(Saved data entries)
··········
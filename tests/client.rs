// This Source Code Form is subject to the terms of the Mozilla Public
// License, v. 2.0. If a copy of the MPL was not distributed with this
// file, You can obtain one at http://mozilla.org/MPL/2.0/.

use egg_mode_v2::auth::Credentials;
use egg_mode_v2::error::Error;
use egg_mode_v2::params::NoParams;
use egg_mode_v2::stream::{self, SampleStream, StopHandle};
use egg_mode_v2::tweet::{self, TweetLookup};
use egg_mode_v2::{Client, ClientConfig, PartialErrors, Token};
use httpmock::prelude::*;
use hyper::StatusCode;

const BASIC_AUTH: &str = "Basic Y29uc3VtZXIta2V5OmNvbnN1bWVyLXNlY3JldA==";

fn app_only() -> Credentials {
    Credentials::AppOnly {
        consumer_key: "consumer-key".to_string(),
        consumer_secret: "consumer-secret".to_string(),
    }
}

fn config(server: &MockServer) -> ClientConfig {
    ClientConfig::default()
        .with_api_url(server.base_url())
        .with_token_url(server.url("/oauth2/token"))
}

fn bearer_client(server: &MockServer) -> Client {
    Client::with_token(Token::Bearer("abc123".to_string()), config(server))
}

#[tokio::test]
async fn bearer_exchange_then_call() {
    let server = MockServer::start_async().await;

    let token = server
        .mock_async(|when, then| {
            when.method(POST)
                .path("/oauth2/token")
                .header("authorization", BASIC_AUTH)
                .body("grant_type=client_credentials");
            then.status(200)
                .header("content-type", "application/json")
                .body(r#"{"token_type":"bearer","access_token":"abc123"}"#);
        })
        .await;

    let show = server
        .mock_async(|when, then| {
            when.method(GET)
                .path("/2/tweets/123")
                .header("authorization", "Bearer abc123");
            then.status(200)
                .header("content-type", "application/json")
                .header("x-rate-limit-limit", "300")
                .header("x-rate-limit-remaining", "299")
                .header("x-rate-limit-reset", "1600000000")
                .body(r#"{"data":{"id":"123","text":"hello"}}"#);
        })
        .await;

    let client = Client::new(app_only(), config(&server)).await.unwrap();
    token.assert_async().await;
    match client.token() {
        Token::Bearer(token) => assert_eq!(token, "abc123"),
        other => panic!("unexpected token: {:?}", other),
    }

    let resp = tweet::show(&client, &TweetLookup::new("123")).await.unwrap();
    show.assert_async().await;

    let tweet = resp.data.as_ref().unwrap();
    assert_eq!(tweet.id, "123");
    assert_eq!(tweet.text, "hello");
    assert!(!resp.has_partial_error());
    assert_eq!(resp.rate_limit_status.limit, 300);
    assert_eq!(resp.rate_limit_status.remaining, 299);
    assert_eq!(resp.rate_limit_status.reset, 1600000000);
}

#[tokio::test]
async fn empty_bearer_token_fails() {
    let server = MockServer::start_async().await;
    server
        .mock_async(|when, then| {
            when.method(POST).path("/oauth2/token");
            then.status(200)
                .header("content-type", "application/json")
                .body(r#"{"token_type":"bearer","access_token":""}"#);
        })
        .await;

    match Client::new(app_only(), config(&server)).await {
        Err(Error::MissingValue("access_token")) => (),
        other => panic!("unexpected result: {:?}", other),
    }
}

#[tokio::test]
async fn rejected_bearer_exchange() {
    let server = MockServer::start_async().await;
    server
        .mock_async(|when, then| {
            when.method(POST).path("/oauth2/token");
            then.status(403)
                .header("content-type", "application/json")
                .body(r#"{"title":"Forbidden","type":"about:blank","detail":"Unable to verify your credentials"}"#);
        })
        .await;

    match Client::new(app_only(), config(&server)).await {
        Err(Error::TwitterError { status, error }) => {
            assert_eq!(status, StatusCode::FORBIDDEN);
            assert_eq!(error.detail, "Unable to verify your credentials");
        }
        other => panic!("unexpected result: {:?}", other),
    }
}

#[tokio::test]
async fn error_status_is_returned() {
    let server = MockServer::start_async().await;
    let mock = server
        .mock_async(|when, then| {
            when.method(GET).path("/2/users/me");
            then.status(403)
                .header("content-type", "application/json")
                .body(include_str!("../sample_payloads/error_forbidden.json"));
        })
        .await;

    let client = bearer_client(&server);
    let resp = client
        .call::<_, serde_json::Value>(hyper::Method::GET, "/2/users/me", &NoParams)
        .await;
    mock.assert_async().await;

    match resp {
        Err(err) => {
            assert_eq!(err.status(), Some(StatusCode::FORBIDDEN));
            assert!(!err.is_disconnect());
            match err {
                Error::TwitterError { error, .. } => assert_eq!(error.title, "Forbidden"),
                other => panic!("unexpected error: {:?}", other),
            }
        }
        Ok(resp) => panic!("unexpected response: {:?}", resp.response),
    }
}

#[tokio::test]
async fn missing_parameter_sends_nothing() {
    let server = MockServer::start_async().await;
    let mock = server
        .mock_async(|when, then| {
            when.method(GET).path("/2/tweets/");
            then.status(200).body("{}");
        })
        .await;

    let client = bearer_client(&server);
    match tweet::show(&client, &TweetLookup::new("")).await {
        Err(Error::MissingParameter(_)) => (),
        other => panic!("unexpected result: {:?}", other.map(|r| r.response)),
    }
    assert_eq!(mock.calls_async().await, 0);
}

#[tokio::test]
async fn sample_stream() {
    let server = MockServer::start_async().await;
    server
        .mock_async(|when, then| {
            when.method(GET)
                .path("/2/tweets/sample/stream")
                .header("authorization", "Bearer abc123");
            then.status(200).body(
                "\r\n{\"data\":{\"id\":\"1\",\"text\":\"one\"}}\r\n\r\n{\"data\":{\"id\":\"2\",\"text\":\"two\"}}\r\n",
            );
        })
        .await;

    let client = bearer_client(&server);
    let mut tweets = stream::sample(&client, &SampleStream::default()).await.unwrap();

    let mut texts = Vec::new();
    let mut pings = 0;
    while tweets.advance().await {
        match tweets.read() {
            Some(tweet) => texts.push(tweet.unwrap().data.text),
            None => pings += 1,
        }
    }

    assert_eq!(texts, vec!["one", "two"]);
    assert_eq!(pings, 2);
}

#[tokio::test]
async fn stream_error_status() {
    let server = MockServer::start_async().await;
    server
        .mock_async(|when, then| {
            when.method(GET).path("/2/tweets/search/stream");
            then.status(429)
                .header("content-type", "application/json")
                .body(r#"{"title":"ConnectionException","detail":"This stream is currently at the maximum allowed connection limit.","type":"https://api.twitter.com/2/problems/streaming-connection"}"#);
        })
        .await;

    let client = bearer_client(&server);
    match stream::search(&client, &SampleStream::default(), StopHandle::new()).await {
        Err(err) => {
            assert_eq!(err.status(), Some(StatusCode::TOO_MANY_REQUESTS));
            assert!(err.is_disconnect());
        }
        Ok(_) => panic!("stream opened despite error status"),
    }
}

#[tokio::test]
async fn stopped_before_connecting() {
    let server = MockServer::start_async().await;
    let mock = server
        .mock_async(|when, then| {
            when.method(GET).path("/2/tweets/search/stream");
            then.status(200).body("");
        })
        .await;

    let stop = StopHandle::new();
    stop.stop();

    let client = bearer_client(&server);
    match stream::search(&client, &SampleStream::default(), stop).await {
        Err(Error::StreamStopped) => (),
        Err(other) => panic!("unexpected error: {:?}", other),
        Ok(_) => panic!("stream opened after stop"),
    }
    assert_eq!(mock.calls_async().await, 0);
}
··········
Exercise prompt |
Copy each line of the data above exactly as it appears.

Answer to this exercise |
filename tests/client.rs
// This Source Code Form is subject to the terms of the Mozilla Public
// License, v. 2.0. If a copy of the MPL was not distributed with this
// file, You can obtain one at http://mozilla.org/MPL/2.0/.

use egg_mode_v2::auth::Credentials;
use egg_mode_v2::error::Error;
use egg_mode_v2::params::NoParams;
use egg_mode_v2::stream::{self, SampleStream, StopHandle};
use egg_mode_v2::tweet::{self, TweetLookup};
use egg_mode_v2::{Client, ClientConfig, PartialErrors, Token};
use httpmock::prelude::*;
use hyper::StatusCode;

const BASIC_AUTH: &str = "Basic Y29uc3VtZXIta2V5OmNvbnN1bWVyLXNlY3JldA==";

fn app_only() -> Credentials {
    Credentials::AppOnly {
        consumer_key: "consumer-key".to_string(),
        consumer_secret: "consumer-secret".to_string(),
    }
}

fn config(server: &MockServer) -> ClientConfig {
    ClientConfig::default()
        .with_api_url(server.base_url())
        .with_token_url(server.url("/oauth2/token"))
}

fn bearer_client(server: &MockServer) -> Client {
    Client::with_token(Token::Bearer("abc123".to_string()), config(server))
}

#[tokio::test]
async fn bearer_exchange_then_call() {
    let server = MockServer::start_async().await;

    let token = server
        .mock_async(|when, then| {
            when.method(POST)
                .path("/oauth2/token")
                .header("authorization", BASIC_AUTH)
                .body("grant_type=client_credentials");
            then.status(200)
                .header("content-type", "application/json")
                .body(r#"{"token_type":"bearer","access_token":"abc123"}"#);
        })
        .await;

    let show = server
        .mock_async(|when, then| {
            when.method(GET)
                .path("/2/tweets/123")
                .header("authorization", "Bearer abc123");
            then.status(200)
                .header("content-type", "application/json")
                .header("x-rate-limit-limit", "300")
                .header("x-rate-limit-remaining", "299")
                .header("x-rate-limit-reset", "1600000000")
                .body(r#"{"data":{"id":"123","text":"hello"}}"#);
        })
        .await;

    let client = Client::new(app_only(), config(&server)).await.unwrap();
    token.assert_async().await;
    match client.token() {
        Token::Bearer(token) => assert_eq!(token, "abc123"),
        other => panic!("unexpected token: {:?}", other),
    }

    let resp = tweet::show(&client, &TweetLookup::new("123")).await.unwrap();
    show.assert_async().await;

    let tweet = resp.data.as_ref().unwrap();
    assert_eq!(tweet.id, "123");
    assert_eq!(tweet.text, "hello");
    assert!(!resp.has_partial_error());
    assert_eq!(resp.rate_limit_status.limit, 300);
    assert_eq!(resp.rate_limit_status.remaining, 299);
    assert_eq!(resp.rate_limit_status.reset, 1600000000);
}

#[tokio::test]
async fn empty_bearer_token_fails() {
    let server = MockServer::start_async().await;
    server
        .mock_async(|when, then| {
            when.method(POST).path("/oauth2/token");
            then.status(200)
                .header("content-type", "application/json")
                .body(r#"{"token_type":"bearer","access_token":""}"#);
        })
        .await;

    match Client::new(app_only(), config(&server)).await {
        Err(Error::MissingValue("access_token")) => (),
        other => panic!("unexpected result: {:?}", other),
    }
}

#[tokio::test]
async fn rejected_bearer_exchange() {
    let server = MockServer::start_async().await;
    server
        .mock_async(|when, then| {
            when.method(POST).path("/oauth2/token");
            then.status(403)
                .header("content-type", "application/json")
                .body(r#"{"title":"Forbidden","type":"about:blank","detail":"Unable to verify your credentials"}"#);
        })
        .await;

    match Client::new(app_only(), config(&server)).await {
        Err(Error::TwitterError { status, error }) => {
            assert_eq!(status, StatusCode::FORBIDDEN);
            assert_eq!(error.detail, "Unable to verify your credentials");
        }
        other => panic!("unexpected result: {:?}", other),
    }
}

#[tokio::test]
async fn error_status_is_returned() {
    let server = MockServer::start_async().await;
    let mock = server
        .mock_async(|when, then| {
            when.method(GET).path("/2/users/me");
            then.status(403)
                .header("content-type", "application/json")
                .body(include_str!("../sample_payloads/error_forbidden.json"));
        })
        .await;

    let client = bearer_client(&server);
    let resp = client
        .call::<_, serde_json::Value>(hyper::Method::GET, "/2/users/me", &NoParams)
        .await;
    mock.assert_async().await;

    match resp {
        Err(err) => {
            assert_eq!(err.status(), Some(StatusCode::FORBIDDEN));
            assert!(!err.is_disconnect());
            match err {
                Error::TwitterError { error, .. } => assert_eq!(error.title, "Forbidden"),
                other => panic!("unexpected error: {:?}", other),
            }
        }
        Ok(resp) => panic!("unexpected response: {:?}", resp.response),
    }
}

#[tokio::test]
async fn missing_parameter_sends_nothing() {
    let server = MockServer::start_async().await;
    let mock = server
        .mock_async(|when, then| {
            when.method(GET).path("/2/tweets/");
            then.status(200).body("{}");
        })
        .await;

    let client = bearer_client(&server);
    match tweet::show(&client, &TweetLookup::new("")).await {
        Err(Error::MissingParameter(_)) => (),
        other => panic!("unexpected result: {:?}", other.map(|r| r.response)),
    }
    assert_eq!(mock.calls_async().await, 0);
}

#[tokio::test]
async fn sample_stream() {
    let server = MockServer::start_async().await;
    server
        .mock_async(|when, then| {
            when.method(GET)
                .path("/2/tweets/sample/stream")
                .header("authorization", "Bearer abc123");
            then.status(200).body(
                "\r\n{\"data\":{\"id\":\"1\",\"text\":\"one\"}}\r\n\r\n{\"data\":{\"id\":\"2\",\"text\":\"two\"}}\r\n",
            );
        })
        .await;

    let client = bearer_client(&server);
    let mut tweets = stream::sample(&client, &SampleStream::default()).await.unwrap();

    let mut texts = Vec::new();
    let mut pings = 0;
    while tweets.advance().await {
        match tweets.read() {
            Some(tweet) => texts.push(tweet.unwrap().data.text),
            None => pings += 1,
        }
    }

    assert_eq!(texts, vec!["one", "two"]);
    assert_eq!(pings, 2);
}

#[tokio::test]
async fn stream_error_status() {
    let server = MockServer::start_async().await;
    server
        .mock_async(|when, then| {
            when.method(GET).path("/2/tweets/search/stream");
            then.status(429)
                .header("content-type", "application/json")
                .body(r#"{"title":"ConnectionException","detail":"This stream is currently at the maximum allowed connection limit.","type":"https://api.twitter.com/2/problems/streaming-connection"}"#);
        })
        .await;

    let client = bearer_client(&server);
    match stream::search(&client, &SampleStream::default(), StopHandle::new()).await {
        Err(err) => {
            assert_eq!(err.status(), Some(StatusCode::TOO_MANY_REQUESTS));
            assert!(err.is_disconnect());
        }
        Ok(_) => panic!("stream opened despite error status"),
    }
}

#[tokio::test]
async fn stopped_before_connecting() {
    let server = MockServer::start_async().await;
    let mock = server
        .mock_async(|when, then| {
            when.method(GET).path("/2/tweets/search/stream");
            then.status(200).body("");
        })
        .await;

    let stop = StopHandle::new();
    stop.stop();

    let client = bearer_client(&server);
    match stream::search(&client, &SampleStream::default(), stop).await {
        Err(Error::StreamStopped) => (),
        Err(other) => panic!("unexpected error: {:?}", other),
        Ok(_) => panic!("stream opened after stop"),
    }
    assert_eq!(mock.calls_async().await, 0);
}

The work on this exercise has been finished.